§ Problem to solve:
Your answer should consist of the lines in the listing that hold "resized".

--- START ---

//! Module: exec::hash
//! Responsibility: bounded-memory hash aggregation with LRU eviction and a
//! selectivity gate.
//! Does not own: spill encoding (see `spill`) or group finalization (see `driver`).
//! Boundary: every group leaving the table is written to `PhaseStreams` so
//! the sort path aggregates each row exactly once.

mod lru;


use crate::{
    error::InternalError,
    exec::{
        aggregate::{AccumulatorSet, AggregateSpec},
        key::{GroupKey, KeyAccessors},
        row::Row,
        spill::{DirectRow, PhaseStreams},
    },
    value::StableHash,
};
use lru::LruArena;
use std::{collections::BTreeMap, mem::size_of};

// Fixed bookkeeping per entry: arena node links plus a bucket slot.
const ENTRY_OVERHEAD_BYTES: usize = 4 * size_of::<usize>();

///
/// HashTableState
///

#[derive(Clone, Copy, Debug, Eq, PartialEq)]
pub enum HashTableState {
    AcceptAll,
    RejectAll,
}

///
/// AccumulatorValue
///
/// Resident payload of one group. `row_count` counts rows folded into
/// `accumulators`; the cached first row is held back until the entry leaves
/// the table.
///

#[derive(Clone, Debug)]
pub(crate) struct AccumulatorValue {
    pub(crate) accumulators: AccumulatorSet,
    pub(crate) row_count: u64,
    pub(crate) cached_first_row: Option<Row>,
}

///
/// HashEntry
///

#[derive(Debug)]
pub(crate) struct HashEntry {
    pub(crate) key: GroupKey,
    pub(crate) value: AccumulatorValue,
    size: usize,
}

impl HashEntry {
    fn estimated_size(key: &GroupKey, value: &AccumulatorValue) -> usize {
        key.estimated_size()
            .saturating_add(ENTRY_OVERHEAD_BYTES)
            .saturating_add(value.accumulators.estimated_size())
            .saturating_add(value.cached_first_row.as_ref().map_or(0, Row::estimated_size))
    }
}

///
/// ProbeOutcome
///

#[derive(Debug, PartialEq)]
pub(crate) enum ProbeOutcome {
    /// Row folded into a resident group (or held as its first row).
    Absorbed,
    /// New group whose first row was folded immediately; the marker must be
    /// appended to the direct stream.
    Marker(GroupKey),
    /// Table rejects all input; the row belongs to the direct stream.
    Rejected(Row),
}

///
/// HashTableStats
///

#[derive(Clone, Copy, Debug, Eq, PartialEq)]
pub struct HashTableStats {
    pub group_count: u64,
    pub tuple_count: u64,
    pub hash_size_bytes: u64,
    pub evictions: u64,
    pub resident: usize,
    pub state: HashTableState,
}

///
/// HashAggregationTable
///
/// Group key → accumulator map with LRU order and a running byte estimate.
/// Buckets are keyed by the stable key hash; keys inside a bucket are
/// compared canonically, so colliding hashes never merge groups.
///

#[derive(Debug)]
pub(crate) struct HashAggregationTable<'s> {
    specs: &'s [AggregateSpec],
    regenerate_first_row: bool,
    arena: LruArena<HashEntry>,
    buckets: BTreeMap<StableHash, Vec<usize>>,
    group_count: u64,
    tuple_count: u64,
    hash_size_bytes: u64,
    evictions: u64,
    state: HashTableState,
}

impl<'s> HashAggregationTable<'s> {
    pub(crate) const fn new(specs: &'s [AggregateSpec], regenerate_first_row: bool) -> Self {
        Self {
            specs,
            regenerate_first_row,
            arena: LruArena::new(),
            buckets: BTreeMap::new(),
            group_count: 0,
            tuple_count: 0,
            hash_size_bytes: 0,
            evictions: 0,
            state: HashTableState::AcceptAll,
        }
    }

    pub(crate) const fn state(&self) -> HashTableState {
        self.state
    }

    pub(crate) const fn stats(&self) -> HashTableStats {
        HashTableStats {
            group_count: self.group_count,
            tuple_count: self.tuple_count,
            hash_size_bytes: self.hash_size_bytes,
            evictions: self.evictions,
            resident: self.arena.len(),
            state: self.state,
        }
    }

    /// Route one input row into the table.
    pub(crate) fn probe_or_insert(
        &mut self,
        accessors: &KeyAccessors,
        row: Row,
    ) -> Result<ProbeOutcome, InternalError> {
        if self.state == HashTableState::RejectAll {
            return Ok(ProbeOutcome::Rejected(row));
        }

        let probe = accessors.borrowed(&row)?;
        let hit = self.buckets.get(&probe.hash()).and_then(|bucket| {
            bucket.iter().copied().find(|&idx| {
                self.arena
                    .get(idx)
                    .is_some_and(|entry| probe.matches(&entry.key))
            })
        });

        if let Some(idx) = hit {
            drop(probe);
            self.accumulate_hit(idx, &row)?;
            return Ok(ProbeOutcome::Absorbed);
        }

        let key = probe.to_owned_key();
        drop(probe);
        self.insert(key, row)
    }

    /// Mark an entry most recently used.
    pub(crate) fn touch(&mut self, idx: usize) {
        self.arena.touch(idx);
    }

    /// Evict least-recently-used entries until the estimate fits `limit_bytes`.
    /// Returns the number of entries evicted.
    pub(crate) fn enforce_memory_budget(
        &mut self,
        limit_bytes: u64,
        streams: &mut PhaseStreams,
    ) -> Result<u64, InternalError> {
        let mut evicted = 0u64;
        while self.hash_size_bytes > limit_bytes {
            self.evict_lru(streams)?;
            evicted += 1;
        }

        Ok(evicted)
    }

    /// Evict the least-recently-used entry to the phase streams.
    pub(crate) fn evict_lru(&mut self, streams: &mut PhaseStreams) -> Result<(), InternalError> {
        let Some(idx) = self.arena.lru() else {
            return Err(InternalError::hash_invariant(format!(
                "eviction requested from empty hash table with {} estimated bytes",
                self.hash_size_bytes
            )));
        };

        let entry = self.remove(idx)?;
        self.evictions = self.evictions.saturating_add(1);

        write_out(entry, streams)
    }

    /// Judge selectivity once enough tuples were seen. A table whose groups
    /// are too distinct switches to `RejectAll` and drains completely.
    /// Returns `true` when this call aborted hashing.
    pub(crate) fn check_selectivity(
        &mut self,
        tuple_threshold: u32,
        ratio_threshold: f32,
        streams: &mut PhaseStreams,
    ) -> Result<bool, InternalError> {
        if self.state == HashTableState::RejectAll
            || self.tuple_count <= u64::from(tuple_threshold)
        {
            return Ok(false);
        }

        let ratio = ratio_of(self.group_count, self.tuple_count);
        if ratio <= f64::from(ratio_threshold) {
            return Ok(false);
        }

        self.state = HashTableState::RejectAll;
        self.drain_all(streams)?;

        Ok(true)
    }

    /// Write every resident entry out, least recently used first.
    pub(crate) fn drain_all(&mut self, streams: &mut PhaseStreams) -> Result<(), InternalError> {
        for (_, entry) in self.arena.drain_lru() {
            self.evictions = self.evictions.saturating_add(1);
            write_out(entry, streams)?;
        }
        self.buckets.clear();
        self.hash_size_bytes = 0;

        Ok(())
    }

    /// Hand over the resident entries for in-place finalization.
    pub(crate) fn into_entries(mut self) -> Vec<HashEntry> {
        self.arena
            .drain_lru()
            .into_iter()
            .map(|(_, entry)| entry)
            .collect()
    }

    fn accumulate_hit(&mut self, idx: usize, row: &Row) -> Result<(), InternalError> {
        let specs = self.specs;
        let entry = self.arena.get_mut(idx).ok_or_else(|| {
            InternalError::hash_invariant(format!("bucket names missing arena slot {idx}"))
        })?;

        entry.value.accumulators.accumulate(specs, row)?;
        entry.value.row_count = entry.value.row_count.saturating_add(1);

        let resized = HashEntry::estimated_size(&entry.key, &entry.value);
        let old = std::mem::replace(&mut entry.size, resized);
        self.hash_size_bytes = self
            .hash_size_bytes
            .saturating_sub(as_u64(old))
            .saturating_add(as_u64(resized));
        self.tuple_count = self.tuple_count.saturating_add(1);
        self.touch(idx);

        Ok(())
    }

    fn insert(&mut self, key: GroupKey, row: Row) -> Result<ProbeOutcome, InternalError> {
        let mut value = AccumulatorValue {
            accumulators: AccumulatorSet::new(self.specs),
            row_count: 0,
            cached_first_row: None,
        };

        let outcome = if self.regenerate_first_row {
            value.accumulators.accumulate(self.specs, &row)?;
            value.row_count = 1;
            ProbeOutcome::Marker(key.clone())
        } else {
            value.cached_first_row = Some(row);
            ProbeOutcome::Absorbed
        };

        let size = HashEntry::estimated_size(&key, &value);
        let hash = key.hash();
        let idx = self.arena.push_mru(HashEntry { key, value, size })?;
        self.buckets.entry(hash).or_default().push(idx);

        self.group_count = self.group_count.saturating_add(1);
        self.tuple_count = self.tuple_count.saturating_add(1);
        self.hash_size_bytes = self.hash_size_bytes.saturating_add(as_u64(size));

        Ok(outcome)
    }

    fn remove(&mut self, idx: usize) -> Result<HashEntry, InternalError> {
        let entry = self.arena.remove(idx).ok_or_else(|| {
            InternalError::hash_invariant(format!("lru names missing arena slot {idx}"))
        })?;

        let hash = entry.key.hash();
        if let Some(bucket) = self.buckets.get_mut(&hash) {
            bucket.retain(|&slot| slot != idx);
            if bucket.is_empty() {
                self.buckets.remove(&hash);
            }
        }
        self.hash_size_bytes = self.hash_size_bytes.saturating_sub(as_u64(entry.size));

        Ok(entry)
    }
}

// First row goes to the direct stream, folded rows to the spill stream.
fn write_out(entry: HashEntry, streams: &mut PhaseStreams) -> Result<(), InternalError> {
    let HashEntry { key, value, .. } = entry;

    if value.row_count > 0 {
        streams
            .spill
            .append(&key, value.row_count, &value.accumulators)?;
    }
    if let Some(first) = value.cached_first_row {
        streams.push_direct(DirectRow::input(key, first))?;
    }

    Ok(())
}

fn as_u64(bytes: usize) -> u64 {
    u64::try_from(bytes).unwrap_or(u64::MAX)
}

fn ratio_of(groups: u64, tuples: u64) -> f64 {
    use num_traits::ToPrimitive;

    let groups = groups.to_f64().unwrap_or(f64::MAX);
    let tuples = tuples.to_f64().unwrap_or(f64::MAX);

    groups / tuples
}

--- END ---

§ Solution to the exercise:
        let resized = HashEntry::estimated_size(&entry.key, &entry.value);
        let old = std::mem::replace(&mut entry.size, resized);
            .saturating_add(as_u64(resized));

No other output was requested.